末井昭の自伝的&伝説的エッセイを冨永昌敬監督が柄本佑主演で映画化
末井昭の名前を聞いてピンとくる人は、かつてのサブカル青年か、はたまたパチンコ愛好家か。あるいは「思春期お世話になりました」という殿方かもしれない。末井は「NEW self」「ウイークエンド・スーパー」「写真時代」「パチンコ必勝ガイド」を創刊した名物編集長。彼が幼少期から破天荒な編集者時代までを綴った「素敵なダイナマイトスキャンダル」(ちくま文庫)もまた、知る人ぞ知る名著だ。その伝説的エッセイを冨永昌敬監督が映画化した。冨永に話を聞くと、まず動機が興味深い。
「原作の全部を詰め込むのは無理な一方で、末井さんご本人から聞いた話や他の著作からのエピソードは入れました。末井さんはご自分の経験や思ったことをエッセイに書いていますが、僕が惹かれたのは、しいて言えば文体なんですよ。書かれた出来事よりも、文体の方に何とも言えない力を感じたんです。面白おかしいことと悲惨な少年時代が同じ調子で書かれていて、時おりゾッとするほど。言い換えると、末井さんから出てくる言葉が好きなのかもしれませんね」 書籍「素敵なダイナマイトスキャンダル」
末井は7歳の時、母親を自殺で亡くしている。肺結核で医者にも見放された母親は、隣の家の若い男とダイナマイトを使って心中したのだ。「素敵なダイナマイトスキャンダル」ではその壮絶過ぎる体験が、1970~80年代カルチャーシーンの活況や、創刊と発禁を繰り返すエロ雑誌現場の狂乱と同様のトーンで書かれている。末井は平易に淡々と文章を紡いでいて小気味好い。ただ、その感覚に冨永は映像でどう応えたのだろう。

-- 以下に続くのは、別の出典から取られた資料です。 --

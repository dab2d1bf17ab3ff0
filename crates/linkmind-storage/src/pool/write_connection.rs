//! Single write connection behind a mutex.
//! Serialized writes, so a read-modify-write inside one closure is atomic.

use std::path::Path;
use std::sync::Mutex;

use rusqlite::Connection;

use linkmind_core::errors::LinkMindResult;

use super::pragmas::apply_pragmas;
use crate::to_storage_err;

/// A single write connection protected by a mutex.
pub struct WriteConnection {
    conn: Mutex<Connection>,
}

impl WriteConnection {
    /// Open a new write connection to the given database path.
    pub fn open(path: &Path, busy_timeout_ms: u32) -> LinkMindResult<Self> {
        let conn = Connection::open(path).map_err(|e| to_storage_err(e.to_string()))?;
        apply_pragmas(&conn, busy_timeout_ms)?;
        Ok(Self {
            conn: Mutex::new(conn),
        })
    }

    /// Open an in-memory database (for testing).
    pub fn open_in_memory() -> LinkMindResult<Self> {
        let conn = Connection::open_in_memory().map_err(|e| to_storage_err(e.to_string()))?;
        apply_pragmas(&conn, 0)?;
        Ok(Self {
            conn: Mutex::new(conn),
        })
    }

    /// Acquire the write lock and execute a closure with the connection.
    pub fn with_conn<F, T>(&self, f: F) -> LinkMindResult<T>
    where
        F: FnOnce(&Connection) -> LinkMindResult<T>,
    {
        let guard = self
            .conn
            .lock()
            .map_err(|_| to_storage_err("write connection mutex poisoned"))?;
        f(&guard)
    }
}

「映画にも文体はありますけど、現場に対応しながら人間をどう見せるかの方が問題で、人間が光るようにしたいと思っています。その上で今回、末井さんの言葉の柔らかさ、時に冷淡なところを意識しました。良いことも悪いこともフラットにというのか」
そうして浮かび上がるのは、末井昭という一種異様なエネルギーを抱えた人間。実在する難しい役柄を演じたのは、個性も実力も際立つ俳優・柄本佑だ。冨永が「ずっと佑くんが出ている映画」と言えば、末井も「他人の気がしない」と柄本の演技に太鼓判。末井の人間像が柄本の身体を通して存分に表れている。しかし面白いのは柄本だけじゃない。「素敵なダイナマイトスキャンダル」の発端と言える母・富子役には尾野真千子が配され、作品全体に鮮烈な色を添えている。他にも妻・牧子役の前田敦子、友人・近松さん役の峯田和伸(銀杏BOYZ)、ヌード写真の修正をめぐって末井と攻防(?)を繰り広げる刑事・諸橋役の松重豊、モデル斡旋業者・真鍋のオッちゃん役の島本慶(舐達磨親方)、そして父・重吉役の村上淳と、魅力的な俳優がそろう中、愛人・笛子役の三浦透子はコケティッシュな感じから徐々に不気味さを発揮していって怪演。さらに音楽家の菊地成孔が、写真家・荒木経惟に当たる荒木さん役で映画初出演を果たしている。「菊地さんはホントかウソかわからないことを、ペラペラと、しかも無限に喋れる人(笑)」と語る冨永たっての願いが叶った。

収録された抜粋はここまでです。